A huge amount of progress is being made and that communications machine is ramping up and getting better, getting the message out there about what is happening, where it is happening and when. I cannot say at the moment whether we can bring it forward from seven years because there is a massive amount of work to get around to be able to say with any clarity that we can bring this forward by a year or two. There are many people working hard on that as we speak within my team, within the NBI team and with their partners because NBI cannot do this without their partners, be they Eir, ESB, or other network providers. Many people are in discussions around what can be done to make this process faster. That is absolutely on the radar. We hope to have positive news on that in the next quarter or two but it would be a dereliction of my obligations to say I can absolutely do that because that would be setting false expectations at this stage. When we know more we will absolutely let people know and it is a top priority of the Government to get this done quicker.

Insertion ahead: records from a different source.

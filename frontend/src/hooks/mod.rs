pub mod use_focus_trap;
use thiserror::Error;
use wasm_bindgen::{JsCast, JsValue};
use web_sys::{Document, Element, HtmlElement};

use super::focus_trap::Focusable;

/// Class added to every element the dialog traps focus on
pub const TABBABLE_CLASS: &str = "tabbable";

#[derive(Debug, Error)]
pub enum DomError {
    #[error("No browser window available")]
    NoWindow,
    #[error("Window has no document")]
    NoDocument,
    #[error("Dialog content is not mounted")]
    NotMounted,
    #[error("Invalid focusable selector `{selector}`: {message}")]
    InvalidSelector { selector: String, message: String },
    #[error("Failed to focus element: {0}")]
    Focus(String),
}

impl Focusable for HtmlElement {
    fn is_disabled(&self) -> bool {
        self.has_attribute("disabled")
    }
}

pub fn document() -> Result<Document, DomError> {
    web_sys::window()
        .ok_or(DomError::NoWindow)?
        .document()
        .ok_or(DomError::NoDocument)
}

/// Focusable descendants of `root` in document order
pub fn focusable_descendants(root: &Element, selector: &str) -> Result<Vec<HtmlElement>, DomError> {
    let nodes = root
        .query_selector_all(selector)
        .map_err(|e| DomError::InvalidSelector {
            selector: selector.to_string(),
            message: js_message(&e),
        })?;

    Ok((0..nodes.length())
        .filter_map(|i| nodes.item(i))
        .filter_map(|node| node.dyn_into::<HtmlElement>().ok())
        .collect())
}

pub fn mark_tabbable(elements: &[HtmlElement]) {
    for element in elements {
        let _ = element.class_list().add_1(TABBABLE_CLASS);
    }
}

pub fn focus(element: &HtmlElement) -> Result<(), DomError> {
    element.focus().map_err(|e| DomError::Focus(js_message(&e)))
}

fn js_message(value: &JsValue) -> String {
    value
        .as_string()
        .or_else(|| value.dyn_ref::<js_sys::Error>().map(|e| String::from(e.message())))
        .unwrap_or_else(|| format!("{:?}", value))
}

The final question Deputy Ó Cuív asked was on the subsidy. The gross amount approved by the Government was €2.9 billion. At the time, that included €355 million of VAT. The Revenue Commissioners have since confirmed to us that at least €250 million of that is no longer applied so €250 million of the €2.9 billion is no longer relevant. The €2.9 billion was brought to the Government in 2019 based on a prudent estimate of what the VAT might be but since then we have gotten clarification from the Revenue Commissioners that the majority of that VAT is not relevant to the NBP and the Department's Vote. The €480 million, which was a contingency pot on top of the €2.1 billion, has not been drawn down.

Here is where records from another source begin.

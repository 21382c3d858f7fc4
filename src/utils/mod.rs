pub mod config;
pub mod disk;
pub mod log_buffer;
pub mod logging;

pub use config::{BackupConfig, Settings};
pub use log_buffer::LogBuffer;
use std::path::{Path, PathBuf};
use std::sync::Arc;
use tracing::debug;

use super::deletion::{DeleteOutcome, DeletionHandler};
use super::planner::{Action, SkipReason};
use super::worker::BackupWorker;
use super::RunEvent;
use crate::error::ActionError;

/// What a single processed action did to the destination.
#[derive(Debug, Clone, PartialEq, Eq)]
pub enum ActionOutcome {
    DirectoryCreated,
    Copied { bytes: u64 },
    SymlinkCreated { target: PathBuf },
    Deleted { reversible: bool },
    /// The entry to delete was no longer there.
    AlreadyGone,
    Skipped(SkipReason),
}

impl ActionOutcome {
    /// Event reported for this outcome, keyed by the mirror-relative path.
    pub fn to_event(&self, relative: &Path) -> RunEvent {
        let path = relative.to_path_buf();
        match self {
            Self::DirectoryCreated => RunEvent::DirectoryCreated { path },
            Self::Copied { bytes } => RunEvent::Copied {
                path,
                bytes: *bytes,
            },
            Self::SymlinkCreated { target } => RunEvent::SymlinkCreated {
                path,
                target: target.clone(),
            },
            Self::Deleted { reversible } => RunEvent::Deleted {
                path,
                reversible: *reversible,
            },
            Self::AlreadyGone => RunEvent::Info {
                message: format!("{} was already gone", relative.display()),
            },
            Self::Skipped(reason) => RunEvent::Skipped {
                path,
                reason: *reason,
            },
        }
    }
}

/// Seam between the execution pool and the filesystem. The pool owns
/// ordering and cancellation; a processor only carries out one action.
pub trait TaskProcessor: Send + Sync {
    fn process_action(&self, worker_id: usize, action: &Action) -> Result<ActionOutcome, ActionError>;

    /// Called once per successfully created directory after all transfers,
    /// deepest first.
    fn finalize_directory(&self, _action: &Action) -> Result<(), ActionError> {
        Ok(())
    }

    /// Make an existing destination directory writable before entries are
    /// added to or removed from it. Returns the mode to put back afterwards.
    fn unlock_directory(&self, _dir: &Path) -> Result<Option<u32>, ActionError> {
        Ok(None)
    }

    fn restore_directory(&self, _dir: &Path, _mode: u32) -> Result<(), ActionError> {
        Ok(())
    }
}

/// Default processor: raw copy/link operations through [`BackupWorker`] and
/// removals through the run's [`DeletionHandler`].
pub struct BackupTaskProcessor {
    worker: BackupWorker,
    deletion: Arc<dyn DeletionHandler>,
}

impl BackupTaskProcessor {
    pub fn new(worker: BackupWorker, deletion: Arc<dyn DeletionHandler>) -> Self {
        Self { worker, deletion }
    }
}

impl TaskProcessor for BackupTaskProcessor {
    fn process_action(&self, worker_id: usize, action: &Action) -> Result<ActionOutcome, ActionError> {
        debug!("Worker {} processing {}", worker_id, action.relative().display());

        match action {
            Action::Skip { reason, .. } => Ok(ActionOutcome::Skipped(*reason)),
            Action::CreateDir { dest, .. } => {
                self.worker.create_directory(dest)?;
                Ok(ActionOutcome::DirectoryCreated)
            }
            Action::CopyFile {
                source,
                dest,
                overwrite,
                ..
            } => {
                if *overwrite {
                    debug!("Replacing changed file {}", dest.display());
                }
                let bytes = self.worker.copy_file(source, dest)?;
                Ok(ActionOutcome::Copied { bytes })
            }
            Action::RecreateSymlink { source, dest, .. } => {
                let target = self.worker.recreate_symlink(source, dest)?;
                Ok(ActionOutcome::SymlinkCreated { target })
            }
            Action::Delete { dest, kind, .. } => match self.deletion.delete(dest, *kind)? {
                DeleteOutcome::AlreadyGone => Ok(ActionOutcome::AlreadyGone),
                outcome => Ok(ActionOutcome::Deleted {
                    reversible: outcome.is_reversible(),
                }),
            },
        }
    }

    fn finalize_directory(&self, action: &Action) -> Result<(), ActionError> {
        if let Action::CreateDir { source, dest, .. } = action {
            self.worker.finalize_directory(source, dest)?;
        }
        Ok(())
    }

    fn unlock_directory(&self, dir: &Path) -> Result<Option<u32>, ActionError> {
        Ok(self.worker.unlock_directory(dir)?)
    }

    fn restore_directory(&self, dir: &Path, mode: u32) -> Result<(), ActionError> {
        Ok(self.worker.restore_directory(dir, mode)?)
    }
}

We are optimistic and hopeful that a large majority of that will not be required or necessary but, again, we are only in year one of a seven-year build, so it would be premature to say where we will be in five years time on that. At the moment, as Peter Hendrick, the CEO of NBI stated at the last Oireachtas committee meeting, he is very confident it will remain on time and within budget, and the budget at the moment is €2.1 billion. If it requires drawdown of contingencies, there are very strict rules and parameters within the contract as to the basis on which it can do that.

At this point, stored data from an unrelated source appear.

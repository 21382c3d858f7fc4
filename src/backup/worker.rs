use super::{Entry, PARTIAL_PREFIX};
use crate::error::CopyError;
use filetime::FileTime;
use std::fs::{self, File, Permissions};
use std::io;
use std::os::unix::fs::{symlink, PermissionsExt};
use std::path::{Path, PathBuf};
use tracing::{debug, info};

/// Raw filesystem operations for one destination entry. Sources are only
/// ever opened for reading.
#[derive(Debug, Clone, Default)]
pub struct BackupWorker {
    fsync: bool,
    root: Option<PathBuf>,
}

impl BackupWorker {
    pub fn new(fsync: bool) -> Self {
        Self { fsync, root: None }
    }

    /// Refuse to write beneath a symlinked directory inside `root`, which
    /// could lead outside the mirror.
    pub fn confined_to(mut self, root: impl Into<PathBuf>) -> Self {
        self.root = Some(root.into());
        self
    }

    fn check_parents(&self, dest: &Path) -> io::Result<()> {
        let root = match &self.root {
            Some(root) => root,
            None => return Ok(()),
        };
        let mut dir = dest.parent();
        while let Some(current) = dir {
            if current == root.as_path() || !current.starts_with(root) {
                break;
            }
            if fs::symlink_metadata(current)?.file_type().is_symlink() {
                return Err(io::Error::new(
                    io::ErrorKind::InvalidInput,
                    format!("{} is a symbolic link", current.display()),
                ));
            }
            dir = current.parent();
        }
        Ok(())
    }

    /// Give the owner write access to an existing directory so entries can
    /// be added or removed. Returns the previous mode when it was changed.
    pub fn unlock_directory(&self, dir: &Path) -> Result<Option<u32>, CopyError> {
        let fail = |error| CopyError::Directory {
            dest: dir.to_path_buf(),
            error,
        };
        let metadata = match fs::symlink_metadata(dir) {
            Ok(m) if m.is_dir() => m,
            Ok(_) => return Ok(None),
            Err(e) if e.kind() == io::ErrorKind::NotFound => return Ok(None),
            Err(e) => return Err(fail(e)),
        };

        let mode = metadata.permissions().mode() & 0o7777;
        if mode & 0o300 == 0o300 {
            return Ok(None);
        }
        fs::set_permissions(dir, Permissions::from_mode(mode | 0o700)).map_err(fail)?;
        debug!("Opened {} for writing (was {:o})", dir.display(), mode);
        Ok(Some(mode))
    }

    /// Undo [`unlock_directory`](Self::unlock_directory). Paths that are no
    /// longer directories are left alone.
    pub fn restore_directory(&self, dir: &Path, mode: u32) -> Result<(), CopyError> {
        let restore = || -> io::Result<()> {
            match fs::symlink_metadata(dir) {
                Ok(m) if m.is_dir() => fs::set_permissions(dir, Permissions::from_mode(mode)),
                Ok(_) => Ok(()),
                Err(e) if e.kind() == io::ErrorKind::NotFound => Ok(()),
                Err(e) => Err(e),
            }
        };
        restore().map_err(|error| CopyError::Directory {
            dest: dir.to_path_buf(),
            error,
        })
    }

    /// Create one directory. Its parent must already exist; permissions and
    /// mtime are applied later by [`finalize_directory`](Self::finalize_directory)
    /// so a read-only source directory can still receive children.
    pub fn create_directory(&self, dest: &Path) -> Result<(), CopyError> {
        if let Err(error) = self.check_parents(dest) {
            return Err(CopyError::Directory {
                dest: dest.to_path_buf(),
                error,
            });
        }
        match fs::create_dir(dest) {
            Ok(()) => {
                info!("Created directory {}", dest.display());
                Ok(())
            }
            Err(e) if e.kind() == io::ErrorKind::AlreadyExists && is_real_dir(dest) => Ok(()),
            Err(error) => Err(CopyError::Directory {
                dest: dest.to_path_buf(),
                error,
            }),
        }
    }

    pub fn finalize_directory(&self, source: &Entry, dest: &Path) -> Result<(), CopyError> {
        let apply = || -> io::Result<()> {
            fs::set_permissions(dest, Permissions::from_mode(source.mode))?;
            filetime::set_file_mtime(dest, source.modified)
        };
        apply().map_err(|error| CopyError::Directory {
            dest: dest.to_path_buf(),
            error,
        })
    }

    /// Stream `source` into a staging file next to `dest`, apply mode and
    /// mtime, then rename over `dest`. Returns the number of bytes written.
    /// On failure the staging file is removed and `dest` is untouched.
    pub fn copy_file(&self, source: &Entry, dest: &Path) -> Result<u64, CopyError> {
        self.stage_and_rename(&source.path, dest)
            .map_err(|error| CopyError::File {
                source_path: source.path.clone(),
                dest: dest.to_path_buf(),
                error,
            })
    }

    fn stage_and_rename(&self, source: &Path, dest: &Path) -> io::Result<u64> {
        let parent = parent_of(dest)?;
        self.check_parents(dest)?;
        let mut reader = File::open(source)?;
        // Metadata of the opened handle, so mode and mtime match the bytes read
        let metadata = reader.metadata()?;

        let mut staged = tempfile::Builder::new()
            .prefix(PARTIAL_PREFIX)
            .tempfile_in(parent)?;
        debug!("Staging {} as {}", dest.display(), staged.path().display());

        let bytes = io::copy(&mut reader, staged.as_file_mut())?;
        if self.fsync {
            staged.as_file().sync_all()?;
        }

        let mode = metadata.permissions().mode() & 0o7777;
        staged.as_file().set_permissions(Permissions::from_mode(mode))?;
        filetime::set_file_handle_times(
            staged.as_file(),
            Some(FileTime::from_last_access_time(&metadata)),
            Some(FileTime::from_last_modification_time(&metadata)),
        )?;

        staged.persist(dest).map_err(|e| e.error)?;
        info!("Copied {} ({} bytes)", dest.display(), bytes);
        Ok(bytes)
    }

    /// Replace whatever is at `dest` with a symlink carrying the recorded
    /// target. The link is created under a staging name and renamed into
    /// place.
    pub fn recreate_symlink(&self, source: &Entry, dest: &Path) -> Result<PathBuf, CopyError> {
        let fail = |error: io::Error| CopyError::Symlink {
            dest: dest.to_path_buf(),
            error,
        };

        let target = source.target.clone().ok_or_else(|| {
            fail(io::Error::new(
                io::ErrorKind::InvalidData,
                "symlink entry has no recorded target",
            ))
        })?;
        let parent = parent_of(dest).map_err(fail)?;
        self.check_parents(dest).map_err(fail)?;

        if is_real_dir(dest) {
            fs::remove_dir_all(dest).map_err(fail)?;
        }

        let staged = parent.join(format!("{}{}", PARTIAL_PREFIX, uuid::Uuid::new_v4().simple()));
        symlink(&target, &staged).map_err(fail)?;
        if let Err(e) = fs::rename(&staged, dest) {
            let _ = fs::remove_file(&staged);
            return Err(fail(e));
        }

        info!("Linked {} -> {}", dest.display(), target.display());
        Ok(target)
    }
}

fn parent_of(dest: &Path) -> io::Result<&Path> {
    dest.parent().ok_or_else(|| {
        io::Error::new(
            io::ErrorKind::InvalidInput,
            format!("{} has no parent directory", dest.display()),
        )
    })
}

fn is_real_dir(path: &Path) -> bool {
    fs::symlink_metadata(path)
        .map(|m| m.is_dir())
        .unwrap_or(false)
}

We are all reasonably optimistic that that will happen. The pandemic, for all its ills and all the carnage it has created, has given some breathing space to NBI insofar as the commercial investment that might otherwise have been going on in fibre build is not happening, and there is more capacity with fibre build network contractors and fibre materials and so on. I hope that will be to the benefit of the cost of the project. It is certainly not something that has seen any cost overruns so far and that is certainly not something we see happening in the short to medium term. We are quite optimistic on that front. Hopefully, I will be sitting here in five or six years time with a clear picture on that because we will know an awful lot more. That is the story on the subsidy.